- _What is being asked_
Within the entries that follow, show each line where the word "Validation" occurs.

Start of Material supplied

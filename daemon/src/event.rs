use crate::config::{ConfigError, RunConfig};
use crate::telemetry::TelemetrySample;

/// Everything the supervisor reacts to, delivered over its single channel.
pub enum SupervisorEvent {
    /// A user intent from the command surface.
    Command(Command),
    /// The process watcher could not observe the process any more.
    ProcessFault { generation: u64, message: String },
    /// The process exited.  `code` is `None` when it was ended by a signal.
    ProcessExited { generation: u64, code: Option<i32> },
    /// One successfully parsed status reply.
    Telemetry {
        generation: u64,
        sample: TelemetrySample,
    },
    /// The config file changed on disk and was re-read.
    ConfigChanged(Result<RunConfig, ConfigError>),
}

#[derive(Debug, Clone, Copy, PartialEq, Eq)]
pub enum Command {
    Connect,
    Disconnect,
    /// Disconnect, wait for the process to go away, then end the application.
    Quit,
}

impl std::str::FromStr for Command {
    type Err = String;

    fn from_str(s: &str) -> Result<Self, Self::Err> {
        match s.trim().to_ascii_lowercase().as_str() {
            "connect" => Ok(Command::Connect),
            "disconnect" => Ok(Command::Disconnect),
            "quit" | "exit" => Ok(Command::Quit),
            other => Err(format!("unknown command `{other}`")),
        }
    }
}

#[cfg(test)]
mod tests {
    use super::*;

    #[test]
    fn commands_parse_case_insensitively() {
        assert_eq!("Connect".parse::<Command>(), Ok(Command::Connect));
        assert_eq!(" disconnect\n".parse::<Command>(), Ok(Command::Disconnect));
        assert_eq!("exit".parse::<Command>(), Ok(Command::Quit));
        assert!("mount".parse::<Command>().is_err());
    }
}
use notify::{Config as NotifyConfig, RecommendedWatcher, RecursiveMode, Watcher};
use serde::{Deserialize, Serialize};
use std::path::{Path, PathBuf};
use thiserror::Error;
use tokio::sync::mpsc;

use crate::event::SupervisorEvent;
use crate::paths;

pub const DEFAULT_EXECUTABLE: &str = "rclone";

/// Arguments written into a freshly created config.  The remote name is a
/// placeholder the user is expected to replace.
pub const DEFAULT_ARGUMENTS: &[&str] = &[
    "mount",
    "Your_Remote:",
    "X:",
    "--vfs-cache-mode",
    "full",
    "--vfs-cache-max-size",
    "16G",
    "--dir-cache-time",
    "1m",
    "--buffer-size",
    "128M",
    "--attr-timeout",
    "30s",
    "--transfers",
    "4",
    "--rc",
    "-v",
];

/// Launch configuration for the mount process.
/// Stored as JSON in the per-user config directory (see [`crate::paths`]).
#[derive(Debug, Clone, PartialEq, Eq, Serialize, Deserialize)]
#[serde(rename_all = "camelCase")]
pub struct RunConfig {
    /// Program to launch, resolved through `PATH` when not absolute.
    pub executable: String,
    /// Arguments passed verbatim, in order.
    pub arguments: Vec<String>,
    /// Register the daemon to start when the user logs in.
    pub auto_start_on_login: bool,
    /// Connect as soon as the daemon starts.
    pub start_on_app_start: bool,
    /// Address of the mount's remote-control listener, when not the default.
    #[serde(default, skip_serializing_if = "Option::is_none")]
    pub control_address: Option<String>,
}

impl Default for RunConfig {
    fn default() -> Self {
        Self {
            executable: DEFAULT_EXECUTABLE.to_string(),
            arguments: DEFAULT_ARGUMENTS.iter().map(|s| s.to_string()).collect(),
            auto_start_on_login: false,
            start_on_app_start: false,
            control_address: None,
        }
    }
}

#[derive(Debug, Error)]
pub enum ConfigError {
    #[error("failed to read config file {path}: {source}")]
    Read {
        path: PathBuf,
        #[source]
        source: std::io::Error,
    },
    #[error("failed to write config file {path}: {source}")]
    Write {
        path: PathBuf,
        #[source]
        source: std::io::Error,
    },
    /// The file is not well-formed JSON.
    #[error("config file {path} is not valid JSON: {source}")]
    Parse {
        path: PathBuf,
        #[source]
        source: serde_json::Error,
    },
    /// The file is JSON but fields are missing, mistyped or empty.
    #[error("config file {path} is invalid: {reason}")]
    Validation { path: PathBuf, reason: String },
}

/// Creates a default config at `path` if none exists.
///
/// Returns `true` when a config was already present and `false` when the
/// default was just written.  Does not check that an existing file is valid.
pub fn ensure_exists(path: &Path) -> Result<bool, ConfigError> {
    if path.exists() {
        return Ok(true);
    }
    let write_err = |source| ConfigError::Write {
        path: path.to_path_buf(),
        source,
    };
    if let Some(parent) = path.parent() {
        std::fs::create_dir_all(parent).map_err(write_err)?;
    }
    let content = serde_json::to_string_pretty(&RunConfig::default())
        .map_err(|e| write_err(std::io::Error::other(e)))?;
    std::fs::write(path, content).map_err(write_err)?;
    tracing::info!("Default config created at {}", path.display());
    Ok(false)
}

/// Reads and validates the config at `path`.
pub fn load(path: &Path) -> Result<RunConfig, ConfigError> {
    let content = std::fs::read_to_string(path).map_err(|source| ConfigError::Read {
        path: path.to_path_buf(),
        source,
    })?;
    parse(path, &content)
}

fn parse(path: &Path, content: &str) -> Result<RunConfig, ConfigError> {
    // Two passes so that syntax errors and schema errors stay distinguishable.
    let value: serde_json::Value =
        serde_json::from_str(content).map_err(|source| ConfigError::Parse {
            path: path.to_path_buf(),
            source,
        })?;
    let invalid = |reason: String| ConfigError::Validation {
        path: path.to_path_buf(),
        reason,
    };
    let config = RunConfig::deserialize(value).map_err(|e| invalid(e.to_string()))?;
    if config.executable.trim().is_empty() {
        return Err(invalid("`executable` must not be empty".to_string()));
    }
    Ok(config)
}

/// Watches the parent directory of `path` and sends a
/// [`SupervisorEvent::ConfigChanged`] with the re-read result whenever the
/// config file is created or modified.
pub async fn watch_config(path: PathBuf, tx: mpsc::Sender<SupervisorEvent>) {
    // Watchers report absolute paths, so a relative `--config` would never match.
    let path = match paths::resolve(&path) {
        Ok(resolved) => resolved,
        Err(e) => {
            tracing::warn!("Cannot resolve config path {}: {e}", path.display());
            return;
        }
    };
    let (watch_tx, mut watch_rx) = mpsc::channel::<notify::Event>(16);

    let mut watcher = match RecommendedWatcher::new(
        move |res: notify::Result<notify::Event>| {
            if let Ok(event) = res {
                let _ = watch_tx.blocking_send(event);
            }
        },
        NotifyConfig::default(),
    ) {
        Ok(w) => w,
        Err(e) => {
            tracing::warn!("Failed to create config watcher: {e}");
            return;
        }
    };

    // Editors often save by writing a new file and renaming it over the old one.
    let Some(watch_dir) = path.parent().map(Path::to_path_buf) else {
        tracing::warn!("Config path {} has no parent directory", path.display());
        return;
    };

    if let Err(e) = watcher.watch(&watch_dir, RecursiveMode::NonRecursive) {
        tracing::warn!("Failed to watch config directory: {e}");
        return;
    }

    while let Some(event) = watch_rx.recv().await {
        let affects_config = event.paths.iter().any(|p| p == path.as_path());
        let is_write = matches!(
            event.kind,
            notify::EventKind::Create(_) | notify::EventKind::Modify(_)
        );
        if !(affects_config && is_write) {
            continue;
        }
        tracing::debug!("Config file changed, reloading");
        if tx.send(SupervisorEvent::ConfigChanged(load(&path))).await.is_err() {
            break;
        }
    }
}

End of Material supplied

- _Response_
    Validation { path: PathBuf, reason: String },
    let invalid = |reason: String| ConfigError::Validation {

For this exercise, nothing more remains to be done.